Analysts are likely to tip BHP to postpone development of all three of its mega-projects - the iron ore outer harbour venture, Olympic Dam's expansion, and the Jansen potash asset - given the market had seen Port Hedland as the most likely to proceed.
Chief executive Marius Kloppers yesterday also for the first time refused to commit to BHP's previously-flagged year-end decision point for the outer harbour development.
Mr Kloppers said hundreds of millions of dollars were being spent on early-stage outer harbour work but added that BHP would pursue a "stable rate of growth rather than lumpy", a reference to the initial plan to build the outer harbour as quickly as possible.
Speaking after addressing a _WestBusiness _Leadership Matters function in Perth, Mr Kloppers said BHP's Pilbara iron ore construction workforce of about 6000 was an "optimal" number.
"The Western Australian economy is pretty hot at the moment," he said. "We probably feel that dramatically upping your work force requirements and so on and your capital spend right now is not what we want to do," he said.
"If the iron ore price is $US200 a tonne, probably yes. If the iron ore price is $US100/t, probably no, and those are the judgments that we have got to make. Do we think it's highly probable we will get an iron ore price of $US200/t over the next 18 months? No, I do not.
"(So) you're probably more likely to see an outcome where you're trying to level-peg your activity over a longer period of time rather than doing lumpy things."
BHP needs the outer harbour to expand iron ore production beyond 240 million tonnes a year. It is operating at more than 150mtpa.
Rio Tinto's Pilbara business is targeting 353mtpa by 2015.

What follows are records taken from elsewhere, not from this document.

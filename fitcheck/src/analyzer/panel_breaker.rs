//! Panel ↔ Breaker compatibility.

use crate::analyzer::result::CompatibilityResult;
use crate::analyzer::PairRule;
use crate::parser::schema::{ParsedSpecs, Phase, ProductType};
use crate::rules::RuleStore;

pub const PRODUCT_TYPES_REASON: &str = "Product types must be a panel and a breaker.";
pub const PANEL_UNIDENTIFIED_REASON: &str = "Panel brand/series not identified.";
pub const NO_MAPPING_REASON: &str =
    "No breaker family mapping found for this panel series (expand rules).";
pub const OVERLOAD_REASON: &str =
    "Breaker amp rating exceeds panel main rating; verify application.";
pub const SINGLE_PHASE_POLES_REASON: &str =
    "Pole count atypical for single-phase panels (check spec).";
pub const THREE_PHASE_POLES_REASON: &str =
    "Pole count atypical for three-phase panels (check spec).";

/// Check a breaker against a panel's accepted breaker families.
///
/// Arguments must already be sorted (panel first). Amp and pole checks are
/// advisory: they add reasons but never change `compatible`.
pub fn check_panel_breaker(
    panel: &ParsedSpecs,
    breaker: &ParsedSpecs,
    rules: &RuleStore,
) -> CompatibilityResult {
    if panel.product_type != ProductType::Panel || breaker.product_type != ProductType::Breaker {
        return CompatibilityResult::rejected(PRODUCT_TYPES_REASON);
    }

    if panel.brand.is_empty() || panel.series.is_empty() {
        return CompatibilityResult::rejected(PANEL_UNIDENTIFIED_REASON);
    }

    let families = rules.breaker_families(&panel.brand, &panel.series);
    if families.is_empty() {
        tracing::warn!(
            "No breaker families for {} {} in rule table",
            panel.brand,
            panel.series
        );
        return CompatibilityResult::rejected(NO_MAPPING_REASON);
    }

    let mut result = CompatibilityResult::default();

    // Family inference from the breaker's model and series tokens
    let haystack = format!("{} {}", breaker.model, breaker.series).to_lowercase();
    let inferred = families
        .iter()
        .find(|family| haystack.contains(&family.to_lowercase()));

    match inferred {
        Some(family) => {
            tracing::debug!("Breaker matched family {}", family);
            result.compatible = true;
        }
        None => {
            let accepted = families.join(", ");
            result.reason(format!(
                "Breaker does not appear to be from accepted families for {} {}: {}",
                panel.brand, panel.series, accepted
            ));
            result.suggest(format!("Use breaker family: {}", accepted));
        }
    }

    if let (Some(breaker_amps), Some(panel_amps)) = (breaker.known_amps(), panel.known_amps()) {
        if breaker_amps > panel_amps {
            result.reason(OVERLOAD_REASON);
        }
    }

    if let Some(poles) = breaker.known_poles() {
        match panel.phase {
            Phase::Single if !matches!(poles, 1 | 2) => result.reason(SINGLE_PHASE_POLES_REASON),
            Phase::Three if !matches!(poles, 2 | 3) => result.reason(THREE_PHASE_POLES_REASON),
            _ => {}
        }
    }

    result
}

/// Pair rule accepting a panel and a breaker in either order
pub struct PanelBreakerRule;

impl PairRule for PanelBreakerRule {
    fn id(&self) -> &str {
        "panel_breaker"
    }

    fn name(&self) -> &str {
        "Panel ↔ Breaker"
    }

    fn description(&self) -> &str {
        "Breaker family must be accepted by the panel series; flags overload and atypical pole counts"
    }

    fn applies(&self, a: &ParsedSpecs, b: &ParsedSpecs) -> bool {
        matches!(
            (a.product_type, b.product_type),
            (ProductType::Panel, ProductType::Breaker) | (ProductType::Breaker, ProductType::Panel)
        )
    }

    fn check(&self, a: &ParsedSpecs, b: &ParsedSpecs, rules: &RuleStore) -> CompatibilityResult {
        if a.product_type == ProductType::Panel {
            check_panel_breaker(a, b, rules)
        } else {
            check_panel_breaker(b, a, rules)
        }
    }
}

Mr Kloppers' lukewarm support for the outer harbour push, and a lack of interest in joining the Anketell Point port being proposed by Aquila Resources and Fortescue Metals Group, is because of his subdued outlook for iron ore markets.
He said China's steel consumption rate was poised to fall sharply from the high levels experienced for the past decade. "We just have to make sure that our investments work under that more modest scenario that I have outlined," he said.